De ce point de vue, l’échelon municipal ne fait pas exception. S’il apparaît plus proche des réalités quotidiennes, son fonctionnement est particulièrement antidémocratique avec un scrutin à deux tours où le vainqueur obtient automatiquement plus de la majorité en dépit de son score. Et aucun contrôle n’existe sur les élus. C’est pour cela que la liste Bordeaux en Luttes propose des mesures fortes comme la possibilité de révoquer les élus en cours de mandat, la limitation de leurs indemnités, des conseils de quartiers décisionnaires avec un budget propre, ou encore un référendum communal à l’initiative de la population pour mettre en place une mesure et s’y opposer. Ces mesures permettent de mettre un certain nombre de limites à l’exercice du pouvoir bourgeois, bien loin des mesures cosmétiques sur la « démocratie participative » proposée par les candidats EELV.

Mais cela ne sera pas suffisant.
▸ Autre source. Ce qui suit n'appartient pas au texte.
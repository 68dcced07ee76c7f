// Dweve benchgraph - Benchmark result charting
//
// Copyright (c) 2025 Dweve IP B.V. and individual contributors.
//
// SPDX-License-Identifier: Apache-2.0
//
// Licensed under the Apache License, Version 2.0 (the "License");
// you may not use this file except in compliance with the License.
// You may obtain a copy of the License in the LICENSE file at the
// root of this repository or at: http://www.apache.org/licenses/LICENSE-2.0
//
// Unless required by applicable law or agreed to in writing, software
// distributed under the License is distributed on an "AS IS" BASIS,
// WITHOUT WARRANTIES OR CONDITIONS OF ANY KIND, either express or implied.
// See the License for the specific language governing permissions and
// limitations under the License.

//! Benchmark output parsing and result aggregation.
//!
//! This crate turns the textual output of a benchmark run into a
//! [`ResultTable`] ready for charting. Ingestion is a single forward pass:
//!
//! ```text
//! line ──► parse_line ──► decompose ──► Aggregator ──► Aggregation
//!          (record.rs)    (name.rs)     (aggregate.rs)
//! ```
//!
//! - [`parse_line`] recognises result lines such as
//!   `BenchmarkInsert/100-4  1000  523 ns/op  128 B/op  3 allocs/op`.
//! - [`decompose`] splits the name token `Insert/100-4` into the benchmark
//!   name, argument label and thread count.
//! - [`Aggregator`] files every metric value under
//!   metric → benchmark name → argument label, tracking axis order.
//!
//! # Examples
//!
//! ```
//! use benchgraph_core::{Aggregator, LineStatus, NS_PER_OP};
//!
//! let mut aggregator = Aggregator::new();
//! let status = aggregator.feed_line("BenchmarkInsert/100-4  1000  523 ns/op  128 B/op  3 allocs/op");
//! assert_eq!(status, LineStatus::Parsed);
//! assert_eq!(aggregator.feed_line("PASS"), LineStatus::NotABenchmarkLine);
//!
//! let aggregation = aggregator.finish().unwrap();
//! assert_eq!(aggregation.table().get(NS_PER_OP, "Insert", "100"), Some(523.0));
//! assert_eq!(aggregation.names().as_slice(), ["Insert"]);
//! ```

mod aggregate;
mod error;
mod metric;
mod name;
mod order;
mod record;
mod table;

pub use aggregate::{Aggregation, Aggregator, LineStatus, OrderOverrides};
pub use error::{CoreError, CoreResult, NameError};
pub use metric::{
    is_standard_metric, Metrics, ALLOCS_PER_OP, BYTES_PER_OP, ITERATIONS, LINE_METRICS, NS_PER_OP,
    STANDARD_METRICS,
};
pub use name::{decompose, BenchName};
pub use order::KeyOrder;
pub use record::{parse_line, BenchmarkRecord, ParsedLine, BENCHMARK_PREFIX};
pub use table::{ArgValues, NameValues, ResultTable};
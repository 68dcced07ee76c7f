// Dweve benchgraph - Benchmark result charting
//
// Copyright (c) 2025 Dweve IP B.V. and individual contributors.
//
// SPDX-License-Identifier: Apache-2.0
//
// Licensed under the Apache License, Version 2.0 (the "License");
// you may not use this file except in compliance with the License.
// You may obtain a copy of the License in the LICENSE file at the
// root of this repository or at: http://www.apache.org/licenses/LICENSE-2.0
//
// Unless required by applicable law or agreed to in writing, software
// distributed under the License is distributed on an "AS IS" BASIS,
// WITHOUT WARRANTIES OR CONDITIONS OF ANY KIND, either express or implied.
// See the License for the specific language governing permissions and
// limitations under the License.

//! Record aggregation and axis ordering.

use crate::error::{CoreError, CoreResult};
use crate::metric::{is_standard_metric, ITERATIONS, STANDARD_METRICS};
use crate::order::KeyOrder;
use crate::record::{parse_line, BenchmarkRecord};
use crate::table::ResultTable;
use tracing::{debug, info};

/// Outcome of feeding one input line.
#[derive(Debug, Clone, Copy, PartialEq, Eq, Hash)]
pub enum LineStatus {
    /// The line was a benchmark result and was aggregated.
    Parsed,
    /// The line looked like a result but its name could not be decomposed.
    NameInvalid,
    /// The line is not a benchmark result.
    NotABenchmarkLine,
}

impl LineStatus {
    /// Transcript glyph for this status.
    pub fn glyph(self) -> char {
        match self {
            LineStatus::Parsed => '√',
            LineStatus::NameInvalid => '!',
            LineStatus::NotABenchmarkLine => '?',
        }
    }
}

/// Caller-supplied axis orderings.
///
/// An empty sequence means "automatic": keys are collected in first-seen
/// order. A non-empty sequence is used as-is and keys outside it are left
/// out of every chart.
#[derive(Debug, Clone, Default, PartialEq, Eq)]
pub struct OrderOverrides {
    /// Benchmark name order.
    pub names: KeyOrder,
    /// Argument label order.
    pub args: KeyOrder,
}

/// Accumulates benchmark records into a [`ResultTable`].
///
/// # Examples
///
/// ```
/// use benchgraph_core::{Aggregator, LineStatus};
///
/// let mut aggregator = Aggregator::new();
/// for line in ["BenchmarkB/1 10 5 ns/op", "BenchmarkA/1 10 7 ns/op", "BenchmarkB/2 10 6 ns/op"] {
///     assert_eq!(aggregator.feed_line(line), LineStatus::Parsed);
/// }
/// let aggregation = aggregator.finish().unwrap();
/// assert_eq!(aggregation.names().as_slice(), ["B", "A"]);
/// assert_eq!(aggregation.args().as_slice(), ["1", "2"]);
/// ```
#[derive(Debug, Clone, Default)]
pub struct Aggregator {
    table: ResultTable,
    names: KeyOrder,
    args: KeyOrder,
    fixed_names: bool,
    fixed_args: bool,
    extra_metrics: KeyOrder,
    records: usize,
    dropped: usize,
}

impl Aggregator {
    /// Creates an aggregator with automatic ordering.
    pub fn new() -> Self {
        Self::default()
    }

    /// Creates an aggregator using the non-empty sequences of `overrides`.
    pub fn with_overrides(overrides: OrderOverrides) -> Self {
        Self {
            fixed_names: !overrides.names.is_empty(),
            fixed_args: !overrides.args.is_empty(),
            names: overrides.names,
            args: overrides.args,
            ..Self::default()
        }
    }

    /// Parses and aggregates one line of input.
    ///
    /// Never fails: lines that are not results, or whose name cannot be
    /// decomposed, are reported through the returned status and skipped.
    pub fn feed_line(&mut self, line: &str) -> LineStatus {
        let Some(parsed) = parse_line(line) else {
            return LineStatus::NotABenchmarkLine;
        };

        let token = parsed.token.clone();
        match BenchmarkRecord::from_parsed(parsed) {
            Ok(record) => {
                self.add(&record);
                LineStatus::Parsed
            }
            Err(err) => {
                debug!(token = %token, error = %err, "dropping benchmark line");
                self.dropped += 1;
                LineStatus::NameInvalid
            }
        }
    }

    /// Files every metric of `record` under its name and argument.
    ///
    /// A value already stored for the same (metric, name, argument) is
    /// overwritten.
    pub fn add(&mut self, record: &BenchmarkRecord) {
        let (name, arg) = (record.name.as_str(), record.arg.as_str());

        if !self.fixed_names {
            self.names.push(name);
        }
        if !self.fixed_args {
            self.args.push(arg);
        }

        self.table.insert(ITERATIONS, name, arg, record.iterations as f64);

        for (metric, value) in record.metrics.iter() {
            if !is_standard_metric(metric) && self.extra_metrics.push(metric) {
                debug!(metric, "discovered extra metric");
            }
            self.table.insert(metric, name, arg, value);
        }

        self.records += 1;
    }

    /// Number of records aggregated so far.
    pub fn records(&self) -> usize {
        self.records
    }

    /// Ends ingestion and hands over the finished aggregation.
    ///
    /// # Errors
    ///
    /// Returns [`CoreError::NoData`] if no record was aggregated.
    pub fn finish(self) -> CoreResult<Aggregation> {
        if self.table.is_empty() {
            return Err(CoreError::NoData);
        }

        info!(
            records = self.records,
            dropped = self.dropped,
            names = self.names.len(),
            args = self.args.len(),
            extra_metrics = self.extra_metrics.len(),
            "ingestion complete"
        );

        Ok(Aggregation {
            table: self.table,
            names: self.names,
            args: self.args,
            extra_metrics: self.extra_metrics,
            records: self.records,
        })
    }
}

/// The immutable result of ingestion, handed to the renderer.
#[derive(Debug, Clone, PartialEq)]
pub struct Aggregation {
    table: ResultTable,
    names: KeyOrder,
    args: KeyOrder,
    extra_metrics: KeyOrder,
    records: usize,
}

impl Aggregation {
    /// The aggregated values.
    pub fn table(&self) -> &ResultTable {
        &self.table
    }

    /// Benchmark name order (series).
    pub fn names(&self) -> &KeyOrder {
        &self.names
    }

    /// Argument label order (x axis).
    pub fn args(&self) -> &KeyOrder {
        &self.args
    }

    /// Extra metric keys in first-seen order.
    pub fn extra_metrics(&self) -> &KeyOrder {
        &self.extra_metrics
    }

    /// Every metric in chart order: standard metrics, then extras.
    pub fn metrics(&self) -> Vec<&str> {
        let mut metrics: Vec<&str> = STANDARD_METRICS.to_vec();
        metrics.extend(self.extra_metrics.iter());
        metrics
    }

    /// Number of records that were aggregated.
    pub fn records(&self) -> usize {
        self.records
    }
}
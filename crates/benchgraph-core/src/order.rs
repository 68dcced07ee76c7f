// Dweve benchgraph - Benchmark result charting
//
// Copyright (c) 2025 Dweve IP B.V. and individual contributors.
//
// SPDX-License-Identifier: Apache-2.0
//
// Licensed under the Apache License, Version 2.0 (the "License");
// you may not use this file except in compliance with the License.
// You may obtain a copy of the License in the LICENSE file at the
// root of this repository or at: http://www.apache.org/licenses/LICENSE-2.0
//
// Unless required by applicable law or agreed to in writing, software
// distributed under the License is distributed on an "AS IS" BASIS,
// WITHOUT WARRANTIES OR CONDITIONS OF ANY KIND, either express or implied.
// See the License for the specific language governing permissions and
// limitations under the License.

//! Ordered, deduplicated key sequences used for chart axes.

/// An insertion-ordered set of strings.
///
/// Used for benchmark names, argument labels and extra metric keys. The
/// sequences stay small, so membership is a linear scan.
#[derive(Debug, Clone, Default, PartialEq, Eq)]
pub struct KeyOrder {
    keys: Vec<String>,
}

impl KeyOrder {
    /// Creates an empty sequence.
    pub fn new() -> Self {
        Self::default()
    }

    /// Builds a sequence from `keys`, dropping repeats after the first.
    ///
    /// # Examples
    ///
    /// ```
    /// use benchgraph_core::KeyOrder;
    ///
    /// let order = KeyOrder::from_keys(["b", "a", "b"]);
    /// assert_eq!(order.as_slice(), ["b", "a"]);
    /// ```
    pub fn from_keys<I, S>(keys: I) -> Self
    where
        I: IntoIterator<Item = S>,
        S: AsRef<str>,
    {
        let mut order = Self::new();
        for key in keys {
            order.push(key.as_ref());
        }
        order
    }

    /// Appends `key` unless already present. Returns `true` if appended.
    pub fn push(&mut self, key: &str) -> bool {
        if self.contains(key) {
            return false;
        }
        self.keys.push(key.to_string());
        true
    }

    /// Returns `true` if `key` is in the sequence.
    pub fn contains(&self, key: &str) -> bool {
        self.keys.iter().any(|k| k == key)
    }

    /// Iterates over the keys in order.
    pub fn iter(&self) -> impl Iterator<Item = &str> {
        self.keys.iter().map(String::as_str)
    }

    /// The keys as a slice.
    pub fn as_slice(&self) -> &[String] {
        &self.keys
    }

    /// Number of keys.
    pub fn len(&self) -> usize {
        self.keys.len()
    }

    /// Returns `true` if the sequence is empty.
    pub fn is_empty(&self) -> bool {
        self.keys.is_empty()
    }
}

impl<S: AsRef<str>> FromIterator<S> for KeyOrder {
    fn from_iter<I: IntoIterator<Item = S>>(iter: I) -> Self {
        Self::from_keys(iter)
    }
}

#[cfg(test)]
mod tests {
    use super::*;

    #[test]
    fn test_push_dedups() {
        let mut order = KeyOrder::new();
        assert!(order.push("B"));
        assert!(order.push("A"));
        assert!(!order.push("B"));
        assert_eq!(order.as_slice(), ["B", "A"]);
    }

    #[test]
    fn test_empty_string_is_a_key() {
        let mut order = KeyOrder::new();
        assert!(order.push(""));
        assert!(order.contains(""));
        assert_eq!(order.len(), 1);
    }

    #[test]
    fn test_collect() {
        let order: KeyOrder = ["10", "100", "10"].into_iter().collect();
        assert_eq!(order.iter().collect::<Vec<_>>(), ["10", "100"]);
    }
}
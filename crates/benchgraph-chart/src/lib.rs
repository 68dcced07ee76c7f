// Dweve benchgraph - Benchmark result charting
//
// Copyright (c) 2025 Dweve IP B.V. and individual contributors.
//
// SPDX-License-Identifier: Apache-2.0
//
// Licensed under the Apache License, Version 2.0 (the "License");
// you may not use this file except in compliance with the License.
// You may obtain a copy of the License in the LICENSE file at the
// root of this repository or at: http://www.apache.org/licenses/LICENSE-2.0
//
// Unless required by applicable law or agreed to in writing, software
// distributed under the License is distributed on an "AS IS" BASIS,
// WITHOUT WARRANTIES OR CONDITIONS OF ANY KIND, either express or implied.
// See the License for the specific language governing permissions and
// limitations under the License.

//! Chart documents for aggregated benchmark results.
//!
//! [`PageRenderer`] turns an [`Aggregation`](benchgraph_core::Aggregation)
//! into a [`Page`]: one chart per metric group, with the argument labels on
//! the x axis and one series per benchmark name. The page serializes to JSON
//! in ECharts option shape, ready for any front end that draws it.
//!
//! # Examples
//!
//! ```
//! use benchgraph_chart::{ChartShape, PageRenderer, RenderConfig, Renderer};
//! use benchgraph_core::Aggregator;
//!
//! let mut aggregator = Aggregator::new();
//! aggregator.feed_line("BenchmarkInsert/100-4  1000  523 ns/op  128 B/op  3 allocs/op");
//! let aggregation = aggregator.finish().unwrap();
//!
//! let config = RenderConfig {
//!     shape: ChartShape::Line,
//!     ..RenderConfig::default()
//! };
//! let page = PageRenderer::new(config).render(&aggregation);
//! assert_eq!(page.charts.len(), 4);
//! ```

mod config;
mod document;
mod error;
mod render;

pub use config::{ChartShape, RenderConfig, DEFAULT_TITLE_PREFIX};
pub use document::{
    AreaStyle, Axis, Chart, Label, Legend, MarkLine, MarkLineItem, Page, Series, SeriesKind,
    Title,
};
pub use error::{ChartError, ChartResult};
pub use render::{PageRenderer, Renderer};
Depuis des années, les collectivités territoriales subissent des coupes budgétaires qui les restreignent à devoir être les garants de l’austérité, et la majeure partie des conditions de vie des travailleurs et des classes populaires sont bien davantage dépendantes des contre-réformes mises en œuvre par les gouvernements successifs.

C’est face à cette absence d’alternative que la liste Bordeaux en Luttes propose une perspective de lutte anticapitaliste. C’est dans les grèves et les manifestations, durant le mouvement des Gilets jaunes ou contre la réforme des retraites, que la plupart des membres de la liste se sont rencontrés. Elus ou pas, ils continueront à organiser la contestation, dans le conseil municipal en soutenant les luttes des salariés dans les entreprises ou en dehors, en étant partie prenante du mouvement social qui va continuer après les élections. Une démarche qui rompt radicalement avec celle des candidats EELV lors des élections municipales et toutes les illusions institutionnelles, c’est bien pour cela que la liste Bordeaux en Luttes a affiché, dès le départ ; son refus de se désister ou de soutenir d’une quelconque manière la liste conduite par Pierre Hurmic.